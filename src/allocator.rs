// Tape cell allocator.
//
// Purely compile-time bookkeeping: no target characters are ever
// emitted here. `allocate` hands out the smallest index that keeps the
// live set packed, reusing gaps left by `free` before growing the
// high-water mark.

use std::cell::RefCell;
use std::collections::BTreeSet;
use std::rc::Rc;

use crate::diagnostics::{Diagnostics, Event};
use crate::util::trace;

/// A tape cell index, as handed out by `Allocator::allocate`.
pub type CellIndex = usize;

/// Hands out and reclaims tape cell indices.
///
/// Live cells are exactly `{0 .. next_free} \ gaps`. A
/// `BTreeSet` is used for `gaps` so that gap reuse is deterministic
/// (smallest freed index first), which keeps compiled output
/// reproducible across runs.
#[derive(Debug, Default, Clone)]
pub struct Allocator {
    next_free: CellIndex,
    gaps: BTreeSet<CellIndex>,
    diagnostics: Option<Rc<RefCell<Diagnostics>>>,
}

impl Allocator {
    pub fn new() -> Allocator {
        Allocator { next_free: 0, gaps: BTreeSet::new(), diagnostics: None }
    }

    /// Attaches a shared diagnostics sink; every subsequent `allocate`
    /// and `free` also records a structured `Event` to it. Shared
    /// (rather than owned) so the same timeline can interleave events
    /// from the `Emitter` this allocator's caller is also driving.
    pub fn with_diagnostics(mut self, diagnostics: Rc<RefCell<Diagnostics>>) -> Allocator {
        self.diagnostics = Some(diagnostics);
        self
    }

    /// Returns a cell index not currently live, preferring the
    /// smallest previously-freed gap over growing the tape.
    pub fn allocate(&mut self) -> CellIndex {
        let index = if let Some(&gap) = self.gaps.iter().next() {
            self.gaps.remove(&gap);
            gap
        } else {
            let index = self.next_free;
            self.next_free += 1;
            index
        };
        trace!("allocator: allocate -> {}", index);
        if let Some(diag) = &self.diagnostics {
            diag.borrow_mut().record(Event::Allocate { cell: index });
        }
        index
    }

    /// Releases `index` back to the allocator. If it was the
    /// high-water cell, shrinks `next_free`; otherwise records it as
    /// a gap for a future `allocate` to reuse.
    ///
    /// Panics if `index` is not currently live: a double-free here is
    /// a compiler bug, not a user-facing fault.
    pub fn free(&mut self, index: CellIndex) {
        assert!(
            index < self.next_free && !self.gaps.contains(&index),
            "double free of cell {}",
            index
        );
        if index + 1 == self.next_free {
            self.next_free -= 1;
            // Freeing the high-water cell may make previously-isolated
            // gaps adjacent to the new high-water mark; shrink through
            // any run of trailing gaps too, so the tape stays packed.
            while self.next_free > 0 && self.gaps.remove(&(self.next_free - 1)) {
                self.next_free -= 1;
            }
        } else {
            self.gaps.insert(index);
        }
        trace!("allocator: free {}", index);
        if let Some(diag) = &self.diagnostics {
            diag.borrow_mut().record(Event::Free { cell: index });
        }
    }

    /// True if `index` is currently live (used by tests and by the
    /// allocator-injectivity property: no two live values ever alias a cell).
    pub fn is_live(&self, index: CellIndex) -> bool {
        index < self.next_free && !self.gaps.contains(&index)
    }

    /// The number of cells ever allocated that are still live.
    pub fn live_count(&self) -> usize {
        self.next_free - self.gaps.len()
    }
}
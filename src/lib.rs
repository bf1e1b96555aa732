// tapecc: a compiler from a small C-like source language to a minimal
// tape-machine target language.
//
// Copyright (C) 2019  Brandon Lewis
//
// This program is free software: you can redistribute it and/or
// modify it under the terms of the GNU Lesser General Public License
// as published by the Free Software Foundation, either version 3 of
// the License, or (at your option) any later version.
//
// This program is distributed in the hope that it will be useful,
// but WITHOUT ANY WARRANTY; without even the implied warranty of
// MERCHANTABILITY or FITNESS FOR A PARTICULAR PURPOSE.  See the GNU
// Lesser General Public License for more details.
//
// You should have received a copy of the GNU Lesser General Public
// License along with this program.  If not, see
// <https://www.gnu.org/licenses/>.

extern crate serde;
#[macro_use]
extern crate lazy_static;

#[macro_use]
pub mod util;

pub mod allocator;
pub mod ast;
pub mod diagnostics;
pub mod driver;
pub mod emitter;
pub mod env;
pub mod error;
pub mod eval;
pub mod intrinsics;
pub mod options;
pub mod value;

pub use driver::{compile, compile_with, compile_with_diagnostics};
pub use error::{CompileFault, Result};

// Compiler options.
//
// The core has no on-disk configuration format to parse (it is a
// pure function of an AST plus an intrinsic table), but one
// allocation-policy question is left open: whether a cell recycled
// from a gap is zeroed eagerly when it is freed, or left for whoever
// allocates it next to zero on demand.

/// Tunables for the compiler's allocation policy.
#[derive(Clone, Copy, Debug, PartialEq, Eq)]
pub struct CompilerOptions {
    /// When true (the default, and the documented preference),
    /// `Value::free` emits `[-]` at a `Byte`'s cell before reclaiming
    /// its index, so a later `allocate` of that index is guaranteed
    /// to see zero. When false, the cost is pushed onto callers that
    /// need a guaranteed-zero cell (`Byte::copy`'s two temporaries).
    pub zero_on_free: bool,
}

impl Default for CompilerOptions {
    fn default() -> CompilerOptions {
        CompilerOptions { zero_on_free: true }
    }
}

---*---

- _What to do_: Wherever the word "left" appears in the listing above, copy that line.

- _Response for this exercise_:
// live set packed, reusing gaps left by `free` before growing the
// allocation-policy question is left open: whether a cell recycled
// from a gap is zeroed eagerly when it is freed, or left for whoever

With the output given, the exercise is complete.